Data for this exercise section start

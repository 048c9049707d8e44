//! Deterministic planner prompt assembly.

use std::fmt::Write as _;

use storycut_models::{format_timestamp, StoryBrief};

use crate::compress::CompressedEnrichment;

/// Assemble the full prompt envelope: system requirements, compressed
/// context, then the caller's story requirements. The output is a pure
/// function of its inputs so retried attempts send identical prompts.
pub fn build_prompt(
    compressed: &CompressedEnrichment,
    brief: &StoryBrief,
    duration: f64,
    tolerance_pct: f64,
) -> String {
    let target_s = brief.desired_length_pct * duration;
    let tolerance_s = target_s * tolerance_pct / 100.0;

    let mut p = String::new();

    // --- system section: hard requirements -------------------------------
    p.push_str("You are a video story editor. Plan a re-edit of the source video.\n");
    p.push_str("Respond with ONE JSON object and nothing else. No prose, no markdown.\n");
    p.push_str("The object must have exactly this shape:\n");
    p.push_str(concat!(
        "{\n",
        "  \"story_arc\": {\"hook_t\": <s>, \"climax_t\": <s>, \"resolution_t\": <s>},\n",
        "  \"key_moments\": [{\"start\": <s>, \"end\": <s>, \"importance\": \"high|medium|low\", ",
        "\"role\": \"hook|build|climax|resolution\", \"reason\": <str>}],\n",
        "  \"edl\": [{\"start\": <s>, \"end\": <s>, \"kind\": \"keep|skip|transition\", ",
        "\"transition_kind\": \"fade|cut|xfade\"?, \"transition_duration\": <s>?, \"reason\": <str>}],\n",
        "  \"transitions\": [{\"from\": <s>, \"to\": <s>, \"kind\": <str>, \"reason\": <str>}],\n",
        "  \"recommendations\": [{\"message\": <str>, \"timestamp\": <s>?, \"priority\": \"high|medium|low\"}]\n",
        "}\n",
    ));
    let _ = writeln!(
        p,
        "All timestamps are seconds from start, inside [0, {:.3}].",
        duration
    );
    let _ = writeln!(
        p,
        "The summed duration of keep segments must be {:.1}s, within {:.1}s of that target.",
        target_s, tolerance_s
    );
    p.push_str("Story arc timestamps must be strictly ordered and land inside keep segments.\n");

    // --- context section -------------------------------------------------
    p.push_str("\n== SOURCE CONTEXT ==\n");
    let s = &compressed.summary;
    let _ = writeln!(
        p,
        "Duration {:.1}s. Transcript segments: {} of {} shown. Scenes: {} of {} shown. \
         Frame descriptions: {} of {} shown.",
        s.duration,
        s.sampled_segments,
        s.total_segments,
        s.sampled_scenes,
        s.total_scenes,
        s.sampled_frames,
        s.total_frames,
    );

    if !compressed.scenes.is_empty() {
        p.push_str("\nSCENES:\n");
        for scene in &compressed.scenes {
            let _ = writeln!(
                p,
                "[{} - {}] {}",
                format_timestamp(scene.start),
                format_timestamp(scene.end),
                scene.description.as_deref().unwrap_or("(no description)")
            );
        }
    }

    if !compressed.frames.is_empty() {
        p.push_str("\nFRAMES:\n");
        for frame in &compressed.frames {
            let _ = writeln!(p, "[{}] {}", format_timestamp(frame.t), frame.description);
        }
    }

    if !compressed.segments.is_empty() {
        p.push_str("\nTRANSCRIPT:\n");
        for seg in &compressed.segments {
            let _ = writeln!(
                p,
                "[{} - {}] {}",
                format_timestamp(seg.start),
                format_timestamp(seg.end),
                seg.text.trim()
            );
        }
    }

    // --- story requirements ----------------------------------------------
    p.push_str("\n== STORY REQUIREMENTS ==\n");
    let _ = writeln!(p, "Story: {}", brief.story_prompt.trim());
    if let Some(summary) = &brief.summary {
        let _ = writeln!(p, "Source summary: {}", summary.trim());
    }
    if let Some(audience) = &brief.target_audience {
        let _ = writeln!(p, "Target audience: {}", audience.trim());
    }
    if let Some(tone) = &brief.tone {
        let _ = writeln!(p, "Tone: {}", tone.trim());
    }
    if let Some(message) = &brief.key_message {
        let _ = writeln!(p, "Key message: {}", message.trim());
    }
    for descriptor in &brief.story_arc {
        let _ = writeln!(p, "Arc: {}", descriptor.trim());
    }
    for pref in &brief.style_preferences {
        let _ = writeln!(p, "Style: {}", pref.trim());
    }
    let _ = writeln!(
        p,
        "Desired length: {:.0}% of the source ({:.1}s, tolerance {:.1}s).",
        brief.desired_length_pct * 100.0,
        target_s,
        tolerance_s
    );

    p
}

Data for this exercise section end

| Work required |
Take the entries above and write them out again unchanged.

| Written response |
repository 048c9049707d8e44
//! Deterministic planner prompt assembly.

use std::fmt::Write as _;

use storycut_models::{format_timestamp, StoryBrief};

use crate::compress::CompressedEnrichment;

/// Assemble the full prompt envelope: system requirements, compressed
/// context, then the caller's story requirements. The output is a pure
/// function of its inputs so retried attempts send identical prompts.
pub fn build_prompt(
    compressed: &CompressedEnrichment,
    brief: &StoryBrief,
    duration: f64,
    tolerance_pct: f64,
) -> String {
    let target_s = brief.desired_length_pct * duration;
    let tolerance_s = target_s * tolerance_pct / 100.0;

    let mut p = String::new();

    // --- system section: hard requirements -------------------------------
    p.push_str("You are a video story editor. Plan a re-edit of the source video.\n");
    p.push_str("Respond with ONE JSON object and nothing else. No prose, no markdown.\n");
    p.push_str("The object must have exactly this shape:\n");
    p.push_str(concat!(
        "{\n",
        "  \"story_arc\": {\"hook_t\": <s>, \"climax_t\": <s>, \"resolution_t\": <s>},\n",
        "  \"key_moments\": [{\"start\": <s>, \"end\": <s>, \"importance\": \"high|medium|low\", ",
        "\"role\": \"hook|build|climax|resolution\", \"reason\": <str>}],\n",
        "  \"edl\": [{\"start\": <s>, \"end\": <s>, \"kind\": \"keep|skip|transition\", ",
        "\"transition_kind\": \"fade|cut|xfade\"?, \"transition_duration\": <s>?, \"reason\": <str>}],\n",
        "  \"transitions\": [{\"from\": <s>, \"to\": <s>, \"kind\": <str>, \"reason\": <str>}],\n",
        "  \"recommendations\": [{\"message\": <str>, \"timestamp\": <s>?, \"priority\": \"high|medium|low\"}]\n",
        "}\n",
    ));
    let _ = writeln!(
        p,
        "All timestamps are seconds from start, inside [0, {:.3}].",
        duration
    );
    let _ = writeln!(
        p,
        "The summed duration of keep segments must be {:.1}s, within {:.1}s of that target.",
        target_s, tolerance_s
    );
    p.push_str("Story arc timestamps must be strictly ordered and land inside keep segments.\n");

    // --- context section -------------------------------------------------
    p.push_str("\n== SOURCE CONTEXT ==\n");
    let s = &compressed.summary;
    let _ = writeln!(
        p,
        "Duration {:.1}s. Transcript segments: {} of {} shown. Scenes: {} of {} shown. \
         Frame descriptions: {} of {} shown.",
        s.duration,
        s.sampled_segments,
        s.total_segments,
        s.sampled_scenes,
        s.total_scenes,
        s.sampled_frames,
        s.total_frames,
    );

    if !compressed.scenes.is_empty() {
        p.push_str("\nSCENES:\n");
        for scene in &compressed.scenes {
            let _ = writeln!(
                p,
                "[{} - {}] {}",
                format_timestamp(scene.start),
                format_timestamp(scene.end),
                scene.description.as_deref().unwrap_or("(no description)")
            );
        }
    }

    if !compressed.frames.is_empty() {
        p.push_str("\nFRAMES:\n");
        for frame in &compressed.frames {
            let _ = writeln!(p, "[{}] {}", format_timestamp(frame.t), frame.description);
        }
    }

    if !compressed.segments.is_empty() {
        p.push_str("\nTRANSCRIPT:\n");
        for seg in &compressed.segments {
            let _ = writeln!(
                p,
                "[{} - {}] {}",
                format_timestamp(seg.start),
                format_timestamp(seg.end),
                seg.text.trim()
            );
        }
    }

    // --- story requirements ----------------------------------------------
    p.push_str("\n== STORY REQUIREMENTS ==\n");
    let _ = writeln!(p, "Story: {}", brief.story_prompt.trim());
    if let Some(summary) = &brief.summary {
        let _ = writeln!(p, "Source summary: {}", summary.trim());
    }
    if let Some(audience) = &brief.target_audience {
        let _ = writeln!(p, "Target audience: {}", audience.trim());
    }
    if let Some(tone) = &brief.tone {
        let _ = writeln!(p, "Tone: {}", tone.trim());
    }
    if let Some(message) = &brief.key_message {
        let _ = writeln!(p, "Key message: {}", message.trim());
    }
    for descriptor in &brief.story_arc {
        let _ = writeln!(p, "Arc: {}", descriptor.trim());
    }
    for pref in &brief.style_preferences {
        let _ = writeln!(p, "Style: {}", pref.trim());
    }
    let _ = writeln!(
        p,
        "Desired length: {:.0}% of the source ({:.1}s, tolerance {:.1}s).",
        brief.desired_length_pct * 100.0,
        target_s,
        tolerance_s
    );

    p
}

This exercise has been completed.